En el interior encontrarás trozos jugosos de manzana dulce que contrastan con la suave base de requesón. El queso duro rallado aporta un toque picante y la corteza dorada frita proporciona el crujiente perfecto. ¿El resultado? Una comida sustanciosa que saciará a toda la familia.
Lo mejor de todo es la simplicidad de la preparación. Sin técnicas complicadas ni ingredientes raros – solo un poco de tiempo y tendrás en la mesa algo verdaderamente extraordinario.
Ingredientes para tus tortitas finlandesas
Antes de comenzar a cocinar, prepara estos pocos ingredientes básicos:
- 200 gramos de requesón – la base de toda la masa
- 100 gramos de queso duro rallado – para el sabor picante
- Una manzana agridulce – para el relleno jugoso
- Dos huevos – unirán todos los ingredientes
- 4 a 5 cucharadas de harina – para la consistencia adecuada
- Media cucharadita de bicarbonato de sodio – asegurará la esponjosidad
- Una pizca de sal – realzará el sabor
- 1 a 2 cucharadas de azúcar – según tu gusto
- Aceite vegetal – para freír
Cómo preparar paso a paso
La preparación de estas tortitas es sorprendentemente rápida. Solo necesitas seguir algunos pasos básicos y el resultado te encantará.
Primer paso: Pela la manzana y retira el corazón, luego córtala en cubitos pequeños. Es importante no cortarlos demasiado grandes – deben distribuirse uniformemente en la masa.
Segundo paso: Toma un tazón grande y tritura el requesón completamente con un tenedor. Debe quedar suave sin grumos grandes.
Tercer paso: Al requesón triturado incorpora el queso rallado, ambos huevos, azúcar al gusto y una pizca de sal. Mezcla todo bien hasta que se forme una masa uniforme.
Terminando la masa y fritura
Cuarto paso: Añade gradualmente la harina mezclada con el bicarbonato de sodio. Elabora una masa espesa que se pueda extender bien, pero que no sea líquida.
Quinto paso: Incorpora suavemente la manzana picada a la masa preparada. Recuerda que debe estar distribuida uniformemente.
Sexto paso: En una sartén a temperatura media calienta un poco de aceite. La sartén debe estar caliente, pero no ardiendo – de lo contrario el exterior se quemará antes de que se cocine el interior.
Séptimo paso: Con una cuchara sopera toma porciones de masa y forma pequeñas tortitas.
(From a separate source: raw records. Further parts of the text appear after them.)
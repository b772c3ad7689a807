use crate::cli::parser::Commands;
use crate::config::Config;
use crate::core::attendance::{AttendanceLogic, SignInOptions};
use crate::db::pool::DbPool;
use crate::errors::{AppError, AppResult};
use crate::models::outcome::SweepReport;
use crate::models::signin::AttendanceStatus;
use crate::ui::messages::{info, outcome, success, warning};
use crate::utils::clock::Clock;
use crate::utils::colors::{GREEN, RESET, YELLOW};
use crate::utils::table::Table;
use crate::utils::time::{format_time, parse_optional_time, parse_time};

fn print_hook(report: &Option<SweepReport>) {
    if let Some(r) = report
        && !r.absent_employees.is_empty()
    {
        info(format!(
            "Sweep {:02}:00: {} absent, {} redistributed, {} failed",
            r.hour,
            r.absent_employees.len(),
            r.redistributed,
            r.failed.len()
        ));
    }
}

pub fn handle(cmd: &Commands, cfg: &Config, clock: &dyn Clock) -> AppResult<()> {
    let mut pool = DbPool::new(&cfg.database, cfg.busy_timeout_ms)?;

    match cmd {
        Commands::Signin {
            employee,
            scheduled,
            no_hook,
        } => {
            let fallback = match &cfg.default_scheduled_time {
                Some(s) => Some(parse_time(s).ok_or_else(|| AppError::InvalidTime(s.clone()))?),
                None => None,
            };
            let opts = SignInOptions {
                scheduled: parse_optional_time(scheduled.as_ref())?,
                fallback_scheduled: fallback,
                run_hook: cfg.hook_on_attendance && !*no_hook,
            };

            let report = AttendanceLogic::sign_in(&mut pool, clock, employee, &opts)?;

            let at = clock.now().format("%H:%M");
            match report.status {
                AttendanceStatus::Late => warning(format!(
                    "{} signed in at {} (late by {} minutes, expected {})",
                    employee,
                    at,
                    report.late_by_minutes,
                    format_time(&report.scheduled)
                )),
                AttendanceStatus::Present => {
                    success(format!("{} signed in at {} (on time)", employee, at))
                }
            }
            outcome(report.restoration.success, &report.restoration.message);
            print_hook(&report.hook);
        }

        Commands::Signout { employee, no_hook } => {
            let run_hook = cfg.hook_on_attendance && !*no_hook;
            let report = AttendanceLogic::sign_out(&mut pool, clock, employee, run_hook)?;
            success(format!(
                "{} signed out at {}",
                report.employee_id,
                clock.now().format("%H:%M")
            ));
            print_hook(&report.hook);
        }

        Commands::Attendance => {
            let rows = AttendanceLogic::today(&pool, clock)?;
            if rows.is_empty() {
                info(format!("No attendance for {}", clock.today()));
                return Ok(());
            }

            let mut table = Table::new(["EMPLOYEE", "NAME", "IN", "OUT", "EXPECTED", "STATUS", "LATE"]);
            for a in rows {
                let status = match a.status {
                    AttendanceStatus::Present => format!("{GREEN}present{RESET}"),
                    AttendanceStatus::Late => format!("{YELLOW}late{RESET}"),
                };
                table.add_row(vec![
                    a.employee_id,
                    a.full_name.unwrap_or_default(),
                    a.sign_in_time.format("%H:%M").to_string(),
                    a.sign_out_time
                        .map(|t| t.format("%H:%M").to_string())
                        .unwrap_or_else(|| "-".into()),
                    format_time(&a.scheduled_time),
                    status,
                    format!("{} min", a.late_by_minutes),
                ]);
            }
            print!("{}", table.render());
        }

        _ => {}
    }

    Ok(())
}
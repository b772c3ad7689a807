use serde::Serialize;

#[derive(Debug, Clone, Copy, PartialEq, Eq, Serialize)]
#[serde(rename_all = "lowercase")]
pub enum Role {
    Admin,
    Employee,
}

impl Role {
    /// Convert enum → DB string
    pub fn to_db_str(&self) -> &'static str {
        match self {
            Role::Admin => "admin",
            Role::Employee => "employee",
        }
    }

    /// Convert DB string → enum
    pub fn from_db_str(s: &str) -> Option<Self> {
        match s.to_lowercase().as_str() {
            "admin" => Some(Role::Admin),
            "employee" => Some(Role::Employee),
            _ => None,
        }
    }
}

#[derive(Debug, Clone, Copy, PartialEq, Eq, Serialize)]
#[serde(rename_all = "snake_case")]
pub enum TaskStatus {
    Pending,
    InProgress,
    Completed,
    Cancelled,
}

impl TaskStatus {
    pub fn to_db_str(&self) -> &'static str {
        match self {
            TaskStatus::Pending => "pending",
            TaskStatus::InProgress => "in_progress",
            TaskStatus::Completed => "completed",
            TaskStatus::Cancelled => "cancelled",
        }
    }

    pub fn from_db_str(s: &str) -> Option<Self> {
        match s {
            "pending" => Some(TaskStatus::Pending),
            "in_progress" => Some(TaskStatus::InProgress),
            "completed" => Some(TaskStatus::Completed),
            "cancelled" => Some(TaskStatus::Cancelled),
            _ => None,
        }
    }
}

#[derive(Debug, Clone, Serialize)]
pub struct Employee {
    pub id: String,
    pub full_name: String,
    pub role: Role,
    pub shift_start: Option<String>, // "HH:MM"
    pub created_at: String,
}

#[derive(Debug, Clone, Serialize)]
pub struct Task {
    pub id: String,
    pub title: String,
    /// Canonical owner shown by the CRUD screens; kept in step with the ledger.
    pub assigned_to: Option<String>,
    pub status: TaskStatus,
    pub created_at: String,
}

#[derive(Debug, Clone, Serialize)]
pub struct Client {
    pub id: String,
    pub name: String,
    pub created_at: String,
}
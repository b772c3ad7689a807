pub mod attendance;
pub mod catalog;
pub mod ledger;
pub mod log;
pub mod redistribute;
pub mod restore;
pub mod schedule;
pub mod summary;
pub mod sweep;
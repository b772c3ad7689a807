pub mod assignment;
pub mod catalog;
pub mod outcome;
pub mod schedule;
pub mod signin;
pub mod summary;
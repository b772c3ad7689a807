use crate::core::redistribute::partition_targets;
use crate::db::catalog::set_task_assignee;
use crate::db::ledger::{activate, deactivate_temporary_from};
use crate::db::log::audit_quiet;
use crate::db::pool::DbPool;
use crate::db::schedule::schedules_for_employee_at;
use crate::errors::AppResult;
use crate::models::assignment::{AssignmentKind, NewAssignment};
use crate::models::outcome::RestorationOutcome;
use crate::utils::clock::Clock;
use chrono::Timelike;
use rusqlite::Connection;

/// Gives a signed-in employee their scheduled workload back.
///
/// Runs on every sign-in, late or not, so stale temporary rows never survive
/// the owner's return.
pub struct RestoreLogic;

impl RestoreLogic {
    pub fn apply(
        pool: &mut DbPool,
        clock: &dyn Clock,
        employee_id: &str,
    ) -> AppResult<RestorationOutcome> {
        let outcome = pool.with_immediate_tx(|tx| Self::apply_in(tx, clock, employee_id))?;

        if outcome.revoked > 0 || outcome.restored_tasks > 0 || outcome.restored_clients > 0 {
            audit_quiet(&pool.conn, &clock.now(), "restore", employee_id, &outcome.message);
        }

        Ok(outcome)
    }

    pub fn apply_in(
        conn: &Connection,
        clock: &dyn Clock,
        employee_id: &str,
    ) -> AppResult<RestorationOutcome> {
        let now = clock.now();
        let hour = now.hour();

        //
        // 1. Revoke exactly the temporary rows created on this employee's behalf
        //
        let mut revoked = 0;
        for kind in AssignmentKind::ALL {
            revoked += deactivate_temporary_from(conn, kind, employee_id, &now)?;
        }

        //
        // 2. Current-hour schedule
        //
        let entries = schedules_for_employee_at(conn, employee_id, hour)?;
        if entries.is_empty() {
            return Ok(RestorationOutcome {
                success: true,
                message: format!(
                    "No scheduled assignments to restore for {} at {:02}:00 ({} temporary row(s) revoked)",
                    employee_id, hour, revoked
                ),
                revoked,
                ..Default::default()
            });
        }

        //
        // 3. Reinstate ownership
        //
        let (tasks, clients) = partition_targets(&entries);
        let items = tasks
            .iter()
            .map(|id| (AssignmentKind::Task, id))
            .chain(clients.iter().map(|id| (AssignmentKind::Client, id)));

        for (kind, entity_id) in items {
            activate(
                conn,
                &NewAssignment {
                    kind,
                    entity_id,
                    employee_id,
                    hour_slot: hour,
                    reassigned_from: None,
                    is_temporary: false,
                },
                &now,
            )?;

            if kind == AssignmentKind::Task {
                set_task_assignee(conn, entity_id, employee_id)?;
            }
        }

        let restored_tasks = tasks.len();
        let restored_clients = clients.len();

        Ok(RestorationOutcome {
            success: true,
            message: format!(
                "Restored {} tasks and {} clients to {} ({} temporary row(s) revoked)",
                restored_tasks, restored_clients, employee_id, revoked
            ),
            restored_tasks,
            restored_clients,
            revoked,
        })
    }
}
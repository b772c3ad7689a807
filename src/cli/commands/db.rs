use crate::cli::parser::Commands;
use crate::config::Config;
use crate::core::ledger::LedgerLogic;
use crate::db::migrate::run_pending_migrations;
use crate::db::pool::DbPool;
use crate::db::stats;
use crate::errors::{AppError, AppResult};
use crate::utils::colors::{CYAN, GREEN, RED, RESET};

pub fn handle(cmd: &Commands, cfg: &Config) -> AppResult<()> {
    if let Commands::Db {
        migrate,
        check,
        vacuum,
        info,
    } = cmd
    {
        // opening the pool already applies pending migrations
        let pool = DbPool::new(&cfg.database, cfg.busy_timeout_ms)?;

        if *migrate {
            println!("{}▶ Running migrations…{}", CYAN, RESET);
            let mut applied = pool.applied_migrations.clone();
            applied.extend(
                run_pending_migrations(&pool.conn).map_err(|e| AppError::Migration(e.to_string()))?,
            );
            if applied.is_empty() {
                println!("Schema already up to date.");
            }
            for version in &applied {
                println!("{}✔ Migration applied: {}{}", GREEN, version, RESET);
            }
            println!("{}✔ Migration completed.{}\n", GREEN, RESET);
        }

        if *info {
            stats::print_db_info(&pool, &cfg.database)?;
        }

        if *check {
            println!("{}▶ Running integrity check…{}", CYAN, RESET);

            let integrity: String = pool
                .conn
                .query_row("PRAGMA integrity_check;", [], |row| row.get(0))?;

            if integrity == "ok" {
                println!("{}✔ Integrity check passed.{}", GREEN, RESET);
            } else {
                println!("{}✘ Integrity check failed:{} {}", RED, RESET, integrity);
            }

            let violations = LedgerLogic::violations(&pool)?;
            if violations.is_empty() {
                println!("{}✔ Ledger exclusivity holds.{}\n", GREEN, RESET);
            } else {
                for (kind, entity, hour, n) in violations {
                    println!(
                        "{}✘ {} {} has {} active rows in slot {:02}{}",
                        RED,
                        kind.as_str(),
                        entity,
                        n,
                        hour,
                        RESET
                    );
                }
                println!();
            }
        }

        if *vacuum {
            println!("{}▶ Running VACUUM…{}", CYAN, RESET);
            pool.conn.execute_batch("VACUUM;")?;
            println!("{}✔ Vacuum completed.{}\n", GREEN, RESET);
        }
    }

    Ok(())
}
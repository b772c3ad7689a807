use crate::errors::{AppError, AppResult};
use serde::{Deserialize, Serialize};
use std::fs;
use std::io::{self, Write};
use std::path::PathBuf;

#[derive(Debug, Clone, Serialize, Deserialize)]
pub struct Config {
    pub database: String,
    #[serde(default = "default_busy_timeout")]
    pub busy_timeout_ms: u64,
    #[serde(default = "default_hook_on_attendance")]
    pub hook_on_attendance: bool,
    #[serde(default = "default_sweep_interval")]
    pub sweep_interval_minutes: u64,
    #[serde(default)]
    pub default_scheduled_time: Option<String>,
}

fn default_busy_timeout() -> u64 {
    5000
}
fn default_hook_on_attendance() -> bool {
    true
}
fn default_sweep_interval() -> u64 {
    60
}

impl Default for Config {
    fn default() -> Self {
        Self {
            database: Self::database_file().to_string_lossy().to_string(),
            busy_timeout_ms: default_busy_timeout(),
            hook_on_attendance: default_hook_on_attendance(),
            sweep_interval_minutes: default_sweep_interval(),
            default_scheduled_time: None,
        }
    }
}

impl Config {
    /// Return the standard configuration directory depending on the platform
    pub fn config_dir() -> PathBuf {
        if cfg!(target_os = "windows") {
            let appdata = std::env::var("APPDATA").unwrap_or_else(|_| ".".to_string());
            PathBuf::from(appdata).join("rworkload")
        } else {
            dirs::home_dir()
                .unwrap_or_else(|| PathBuf::from("."))
                .join(".rworkload")
        }
    }

    /// Return the full path of the config file
    pub fn config_file() -> PathBuf {
        Self::config_dir().join("rworkload.conf")
    }

    /// Return the full path of the SQLite database
    pub fn database_file() -> PathBuf {
        Self::config_dir().join("rworkload.sqlite")
    }

    /// Load configuration from file, or return defaults if not found
    pub fn load() -> AppResult<Self> {
        let path = Self::config_file();

        if path.exists() {
            let content = fs::read_to_string(&path).map_err(|_| AppError::ConfigLoad)?;
            Self::from_yaml(&content)
        } else {
            Ok(Config::default())
        }
    }

    pub fn from_yaml(content: &str) -> AppResult<Self> {
        serde_yaml::from_str(content).map_err(|e| AppError::Config(e.to_string()))
    }

    pub fn to_yaml(&self) -> AppResult<String> {
        serde_yaml::to_string(self).map_err(|e| AppError::Config(e.to_string()))
    }

    /// Initialize configuration and database files.
    /// Returns the database path that was set up.
    pub fn init_all(&self, is_test: bool) -> AppResult<PathBuf> {
        let dir = Self::config_dir();

        let p = std::path::Path::new(&self.database);
        let db_path = if p.is_absolute() {
            p.to_path_buf()
        } else {
            dir.join(p)
        };

        let config = Config {
            database: db_path.to_string_lossy().to_string(),
            ..self.clone()
        };

        // Write config file
        if !is_test {
            fs::create_dir_all(&dir)?;
            let yaml = config.to_yaml()?;
            let mut file = fs::File::create(Self::config_file()).map_err(|_| AppError::ConfigSave)?;
            file.write_all(yaml.as_bytes())?;
            println!("✅ Config file: {:?}", Self::config_file());
        }

        if let Some(parent) = db_path.parent()
            && !parent.as_os_str().is_empty()
        {
            fs::create_dir_all(parent)?;
        }

        // Create empty DB file if not exists
        if !db_path.exists() {
            fs::File::create(&db_path).map_err(|e| {
                AppError::Io(io::Error::new(
                    e.kind(),
                    format!("cannot create {}: {}", db_path.display(), e),
                ))
            })?;
        }

        println!("✅ Database:    {:?}", db_path);

        Ok(db_path)
    }
}
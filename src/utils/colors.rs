/// ANSI color helper utilities for terminal output.
pub const RESET: &str = "\x1b[0m";

pub const GREY: &str = "\x1b[90m";

pub const RED: &str = "\x1b[31m";
pub const GREEN: &str = "\x1b[32m";

pub const YELLOW: &str = "\x1b[33m";
pub const CYAN: &str = "\x1b[36m";
pub const MAGENTA: &str = "\x1b[35m";

/// Signed in → green, late → yellow, absent → red.
pub fn color_for_presence(is_signed_in: bool, is_late: bool) -> &'static str {
    match (is_signed_in, is_late) {
        (true, false) => GREEN,
        (true, true) => YELLOW,
        (false, _) => RED,
    }
}

/// Temporary (redistributed) rows stand out from scheduled ones.
pub fn color_for_ledger_row(is_active: bool, is_temporary: bool) -> &'static str {
    match (is_active, is_temporary) {
        (false, _) => GREY,
        (true, true) => MAGENTA,
        (true, false) => RESET,
    }
}

/// Grey out empty cells ("", "-", "0").
pub fn colorize_optional(value: &str) -> String {
    let v = value.trim();
    if v.is_empty() || v == "-" || v == "0" {
        format!("{GREY}{value}{RESET}")
    } else {
        value.to_string()
    }
}
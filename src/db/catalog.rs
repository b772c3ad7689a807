use crate::errors::{AppError, AppResult};
use crate::models::catalog::{Client, Employee, Role, Task, TaskStatus};
use rusqlite::{Connection, OptionalExtension, Result, Row, params};

fn conversion_error(msg: String) -> rusqlite::Error {
    rusqlite::Error::FromSqlConversionFailure(
        0,
        rusqlite::types::Type::Text,
        Box::new(AppError::Other(msg)),
    )
}

fn map_employee(row: &Row) -> Result<Employee> {
    let role_str: String = row.get("role")?;
    let role = Role::from_db_str(&role_str)
        .ok_or_else(|| conversion_error(format!("Invalid role: {}", role_str)))?;

    Ok(Employee {
        id: row.get("id")?,
        full_name: row.get("full_name")?,
        role,
        shift_start: row.get("shift_start")?,
        created_at: row.get("created_at")?,
    })
}

fn map_task(row: &Row) -> Result<Task> {
    let status_str: String = row.get("status")?;
    let status = TaskStatus::from_db_str(&status_str)
        .ok_or_else(|| conversion_error(format!("Invalid task status: {}", status_str)))?;

    Ok(Task {
        id: row.get("id")?,
        title: row.get("title")?,
        assigned_to: row.get("assigned_to")?,
        status,
        created_at: row.get("created_at")?,
    })
}

fn map_client(row: &Row) -> Result<Client> {
    Ok(Client {
        id: row.get("id")?,
        name: row.get("name")?,
        created_at: row.get("created_at")?,
    })
}

fn is_unique_violation(e: &rusqlite::Error) -> bool {
    matches!(
        e,
        rusqlite::Error::SqliteFailure(err, _)
            if err.extended_code == rusqlite::ffi::SQLITE_CONSTRAINT_PRIMARYKEY
                || err.extended_code == rusqlite::ffi::SQLITE_CONSTRAINT_UNIQUE
    )
}

pub fn insert_employee(conn: &Connection, emp: &Employee) -> AppResult<()> {
    conn.execute(
        "INSERT INTO employees (id, full_name, role, shift_start, created_at)
         VALUES (?1, ?2, ?3, ?4, ?5)",
        params![
            emp.id,
            emp.full_name,
            emp.role.to_db_str(),
            emp.shift_start,
            emp.created_at
        ],
    )
    .map_err(|e| {
        if is_unique_violation(&e) {
            AppError::Duplicate(format!("employee {}", emp.id))
        } else {
            AppError::Db(e)
        }
    })?;
    Ok(())
}

pub fn load_employee(conn: &Connection, id: &str) -> AppResult<Option<Employee>> {
    let emp = conn
        .query_row("SELECT * FROM employees WHERE id = ?1", [id], map_employee)
        .optional()?;
    Ok(emp)
}

pub fn require_employee(conn: &Connection, id: &str) -> AppResult<Employee> {
    load_employee(conn, id)?.ok_or_else(|| AppError::EmployeeNotFound(id.to_string()))
}

pub fn list_employees(conn: &Connection) -> AppResult<Vec<Employee>> {
    let mut stmt = conn.prepare("SELECT * FROM employees ORDER BY id ASC")?;
    let rows = stmt.query_map([], map_employee)?;

    let mut out = Vec::new();
    for r in rows {
        out.push(r?);
    }
    Ok(out)
}

pub fn insert_task(conn: &Connection, task: &Task) -> AppResult<()> {
    conn.execute(
        "INSERT INTO tasks (id, title, assigned_to, status, created_at)
         VALUES (?1, ?2, ?3, ?4, ?5)",
        params![
            task.id,
            task.title,
            task.assigned_to,
            task.status.to_db_str(),
            task.created_at
        ],
    )
    .map_err(|e| {
        if is_unique_violation(&e) {
            AppError::Duplicate(format!("task {}", task.id))
        } else {
            AppError::Db(e)
        }
    })?;
    Ok(())
}

pub fn load_task(conn: &Connection, id: &str) -> AppResult<Option<Task>> {
    let task = conn
        .query_row("SELECT * FROM tasks WHERE id = ?1", [id], map_task)
        .optional()?;
    Ok(task)
}

pub fn list_tasks(conn: &Connection) -> AppResult<Vec<Task>> {
    let mut stmt = conn.prepare("SELECT * FROM tasks ORDER BY id ASC")?;
    let rows = stmt.query_map([], map_task)?;

    let mut out = Vec::new();
    for r in rows {
        out.push(r?);
    }
    Ok(out)
}

/// Update the canonical owner of a task.
pub fn set_task_assignee(conn: &Connection, task_id: &str, employee_id: &str) -> AppResult<()> {
    let changed = conn.execute(
        "UPDATE tasks SET assigned_to = ?1 WHERE id = ?2",
        params![employee_id, task_id],
    )?;
    if changed == 0 {
        return Err(AppError::TaskNotFound(task_id.to_string()));
    }
    Ok(())
}

pub fn insert_client(conn: &Connection, client: &Client) -> AppResult<()> {
    conn.execute(
        "INSERT INTO clients (id, name, created_at) VALUES (?1, ?2, ?3)",
        params![client.id, client.name, client.created_at],
    )
    .map_err(|e| {
        if is_unique_violation(&e) {
            AppError::Duplicate(format!("client {}", client.id))
        } else {
            AppError::Db(e)
        }
    })?;
    Ok(())
}

pub fn load_client(conn: &Connection, id: &str) -> AppResult<Option<Client>> {
    let client = conn
        .query_row("SELECT * FROM clients WHERE id = ?1", [id], map_client)
        .optional()?;
    Ok(client)
}

pub fn list_clients(conn: &Connection) -> AppResult<Vec<Client>> {
    let mut stmt = conn.prepare("SELECT * FROM clients ORDER BY id ASC")?;
    let rows = stmt.query_map([], map_client)?;

    let mut out = Vec::new();
    for r in rows {
        out.push(r?);
    }
    Ok(out)
}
Fríe con tapa aproximadamente 3 a 4 minutos por cada lado a fuego medio. Reconocerás las tortitas listas por su color dorado y el centro bien cocido.
El secreto del resultado perfecto
La tapa durante la fritura es fundamental – gracias a ella las tortitas se cocinan uniformemente y quedan jugosas por dentro. Sin ella arriesgarías una corteza quemada y un centro crudo.
La temperatura de la sartén determina la textura. Una temperatura demasiado alta causará una corteza oscura antes de cocerse, una demasiado baja prolongará el tiempo de fritura y las tortitas absorberán aceite.
Consejo adicional: Sirve aún calientes con un poco de crema agria o yogur griego. Los golosos apreciarán miel o mermelada.
Por qué incluir estas tortitas en tu menú
No se trata solo del sabor – estas tortitas ofrecen una combinación equilibrada de proteínas del requesón y el queso, fibra de las manzanas y energía de la harina. Sacian durante mucho tiempo, por lo que son ideales para las ajetreadas horas matutinas.
Además del desayuno, funcionan perfectamente como merienda, cena ligera o incluso postre. Su versatilidad es una de las razones por las que las familias las han adoptado con tanto entusiasmo.
La preparación lleva apenas veinte minutos y el resultado acariciará no solo el estómago, sino también el alma. En resumen, una comida que vale la pena probar.